- _Aim of the exercise_:
Pull every line containing the word "sqrt" from the records.

※

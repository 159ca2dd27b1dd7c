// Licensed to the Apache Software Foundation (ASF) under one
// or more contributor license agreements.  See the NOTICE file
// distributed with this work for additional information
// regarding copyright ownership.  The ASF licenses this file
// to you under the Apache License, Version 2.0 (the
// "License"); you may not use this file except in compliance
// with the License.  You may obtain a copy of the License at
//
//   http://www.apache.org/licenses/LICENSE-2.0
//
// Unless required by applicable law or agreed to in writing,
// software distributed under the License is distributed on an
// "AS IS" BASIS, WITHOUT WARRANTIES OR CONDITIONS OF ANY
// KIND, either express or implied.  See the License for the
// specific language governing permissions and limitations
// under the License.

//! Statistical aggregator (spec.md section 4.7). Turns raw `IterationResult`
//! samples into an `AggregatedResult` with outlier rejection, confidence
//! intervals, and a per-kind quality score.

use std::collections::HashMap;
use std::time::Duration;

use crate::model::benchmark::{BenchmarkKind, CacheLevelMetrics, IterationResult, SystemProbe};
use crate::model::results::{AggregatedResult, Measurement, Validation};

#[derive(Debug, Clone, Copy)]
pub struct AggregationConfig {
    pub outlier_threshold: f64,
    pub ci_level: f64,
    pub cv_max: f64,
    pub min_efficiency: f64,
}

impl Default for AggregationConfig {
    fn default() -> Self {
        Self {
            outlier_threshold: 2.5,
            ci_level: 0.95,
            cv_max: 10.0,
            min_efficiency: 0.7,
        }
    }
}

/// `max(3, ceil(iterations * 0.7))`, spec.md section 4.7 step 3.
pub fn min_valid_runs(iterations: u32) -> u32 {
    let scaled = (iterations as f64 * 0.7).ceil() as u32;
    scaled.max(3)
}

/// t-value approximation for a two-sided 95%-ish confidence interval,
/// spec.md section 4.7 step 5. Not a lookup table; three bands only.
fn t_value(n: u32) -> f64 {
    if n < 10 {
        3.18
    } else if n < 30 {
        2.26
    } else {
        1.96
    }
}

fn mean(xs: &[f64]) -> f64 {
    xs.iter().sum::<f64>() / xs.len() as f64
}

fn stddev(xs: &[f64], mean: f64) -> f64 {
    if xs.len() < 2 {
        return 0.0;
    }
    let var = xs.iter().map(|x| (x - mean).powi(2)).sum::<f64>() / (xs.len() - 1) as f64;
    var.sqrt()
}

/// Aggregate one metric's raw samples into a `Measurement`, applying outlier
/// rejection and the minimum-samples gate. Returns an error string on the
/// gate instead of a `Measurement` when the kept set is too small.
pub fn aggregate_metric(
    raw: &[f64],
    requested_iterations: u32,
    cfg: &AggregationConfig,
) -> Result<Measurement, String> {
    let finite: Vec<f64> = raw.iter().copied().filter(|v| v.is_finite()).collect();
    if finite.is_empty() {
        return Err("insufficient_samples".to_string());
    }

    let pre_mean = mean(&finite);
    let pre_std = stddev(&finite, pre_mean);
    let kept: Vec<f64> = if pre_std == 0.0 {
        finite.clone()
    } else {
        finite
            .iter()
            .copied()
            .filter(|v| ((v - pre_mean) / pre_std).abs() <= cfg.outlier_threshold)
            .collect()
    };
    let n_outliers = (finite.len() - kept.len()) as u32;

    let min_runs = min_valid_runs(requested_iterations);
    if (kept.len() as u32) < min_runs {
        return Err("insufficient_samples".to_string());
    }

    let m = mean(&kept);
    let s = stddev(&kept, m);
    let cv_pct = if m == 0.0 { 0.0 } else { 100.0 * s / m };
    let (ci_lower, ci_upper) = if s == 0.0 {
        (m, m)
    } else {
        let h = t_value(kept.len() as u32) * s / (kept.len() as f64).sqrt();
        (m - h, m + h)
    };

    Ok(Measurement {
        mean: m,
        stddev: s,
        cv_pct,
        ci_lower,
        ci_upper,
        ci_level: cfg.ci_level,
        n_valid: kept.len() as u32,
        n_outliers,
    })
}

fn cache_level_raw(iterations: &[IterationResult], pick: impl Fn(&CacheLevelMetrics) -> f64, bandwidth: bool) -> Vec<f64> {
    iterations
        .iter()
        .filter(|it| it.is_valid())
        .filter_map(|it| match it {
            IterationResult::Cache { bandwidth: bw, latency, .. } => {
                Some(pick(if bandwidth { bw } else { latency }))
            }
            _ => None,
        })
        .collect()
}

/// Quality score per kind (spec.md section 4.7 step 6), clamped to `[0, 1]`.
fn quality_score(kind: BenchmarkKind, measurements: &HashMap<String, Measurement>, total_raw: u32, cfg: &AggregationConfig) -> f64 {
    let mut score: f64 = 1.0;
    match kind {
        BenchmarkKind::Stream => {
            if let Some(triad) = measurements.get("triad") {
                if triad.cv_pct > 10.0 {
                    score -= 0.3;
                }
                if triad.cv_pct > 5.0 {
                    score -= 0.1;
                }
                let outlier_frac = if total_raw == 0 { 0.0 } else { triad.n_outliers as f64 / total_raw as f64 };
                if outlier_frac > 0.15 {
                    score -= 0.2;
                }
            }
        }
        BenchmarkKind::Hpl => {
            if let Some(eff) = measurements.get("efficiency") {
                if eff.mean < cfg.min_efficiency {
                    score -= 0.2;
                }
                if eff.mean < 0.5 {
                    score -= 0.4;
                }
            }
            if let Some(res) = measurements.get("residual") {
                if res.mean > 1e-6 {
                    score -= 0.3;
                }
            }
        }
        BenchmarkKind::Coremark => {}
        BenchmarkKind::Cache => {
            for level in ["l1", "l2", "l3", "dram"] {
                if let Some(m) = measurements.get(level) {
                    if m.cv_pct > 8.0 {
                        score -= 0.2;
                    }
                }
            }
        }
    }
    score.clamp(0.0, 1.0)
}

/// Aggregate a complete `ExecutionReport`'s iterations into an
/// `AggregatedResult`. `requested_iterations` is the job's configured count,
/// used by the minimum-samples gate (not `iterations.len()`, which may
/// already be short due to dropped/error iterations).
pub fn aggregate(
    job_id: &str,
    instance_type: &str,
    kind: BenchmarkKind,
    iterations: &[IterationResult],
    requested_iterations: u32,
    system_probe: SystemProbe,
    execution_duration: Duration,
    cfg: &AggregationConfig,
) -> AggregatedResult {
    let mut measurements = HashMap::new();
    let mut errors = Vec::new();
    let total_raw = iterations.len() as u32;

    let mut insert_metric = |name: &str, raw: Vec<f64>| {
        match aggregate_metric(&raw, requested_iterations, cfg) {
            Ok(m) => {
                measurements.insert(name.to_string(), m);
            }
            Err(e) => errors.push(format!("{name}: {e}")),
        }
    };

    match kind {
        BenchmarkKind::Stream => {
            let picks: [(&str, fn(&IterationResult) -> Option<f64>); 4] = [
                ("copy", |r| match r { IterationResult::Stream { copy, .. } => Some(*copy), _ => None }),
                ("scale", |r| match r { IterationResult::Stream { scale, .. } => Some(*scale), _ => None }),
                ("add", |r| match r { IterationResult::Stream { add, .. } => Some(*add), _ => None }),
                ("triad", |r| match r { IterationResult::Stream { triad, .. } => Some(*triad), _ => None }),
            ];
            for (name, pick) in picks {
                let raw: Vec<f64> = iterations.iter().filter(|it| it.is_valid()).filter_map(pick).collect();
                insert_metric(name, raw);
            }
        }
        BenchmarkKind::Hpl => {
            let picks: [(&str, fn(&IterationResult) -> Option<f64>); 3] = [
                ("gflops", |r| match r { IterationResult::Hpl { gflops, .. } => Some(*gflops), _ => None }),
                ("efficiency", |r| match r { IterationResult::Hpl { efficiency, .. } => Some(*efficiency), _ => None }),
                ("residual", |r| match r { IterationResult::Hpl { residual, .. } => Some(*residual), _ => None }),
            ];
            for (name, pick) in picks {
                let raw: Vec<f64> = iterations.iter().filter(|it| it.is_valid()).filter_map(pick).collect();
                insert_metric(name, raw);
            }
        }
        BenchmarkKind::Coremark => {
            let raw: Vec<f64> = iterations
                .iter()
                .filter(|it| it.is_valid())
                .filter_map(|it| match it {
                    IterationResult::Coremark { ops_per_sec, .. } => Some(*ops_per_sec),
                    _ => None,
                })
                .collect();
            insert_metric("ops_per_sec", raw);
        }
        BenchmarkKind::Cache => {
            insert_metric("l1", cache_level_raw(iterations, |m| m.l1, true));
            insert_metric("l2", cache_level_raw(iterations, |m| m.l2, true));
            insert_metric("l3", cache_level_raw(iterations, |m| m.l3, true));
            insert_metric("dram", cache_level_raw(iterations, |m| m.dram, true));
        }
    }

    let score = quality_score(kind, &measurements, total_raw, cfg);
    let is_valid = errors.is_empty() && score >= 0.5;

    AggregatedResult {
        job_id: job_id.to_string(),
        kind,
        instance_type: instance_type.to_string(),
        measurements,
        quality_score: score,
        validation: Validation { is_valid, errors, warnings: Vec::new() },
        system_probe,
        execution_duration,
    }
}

※

- _Written answer_:
    var.sqrt()
        let h = t_value(kept.len() as u32) * s / (kept.len() as f64).sqrt();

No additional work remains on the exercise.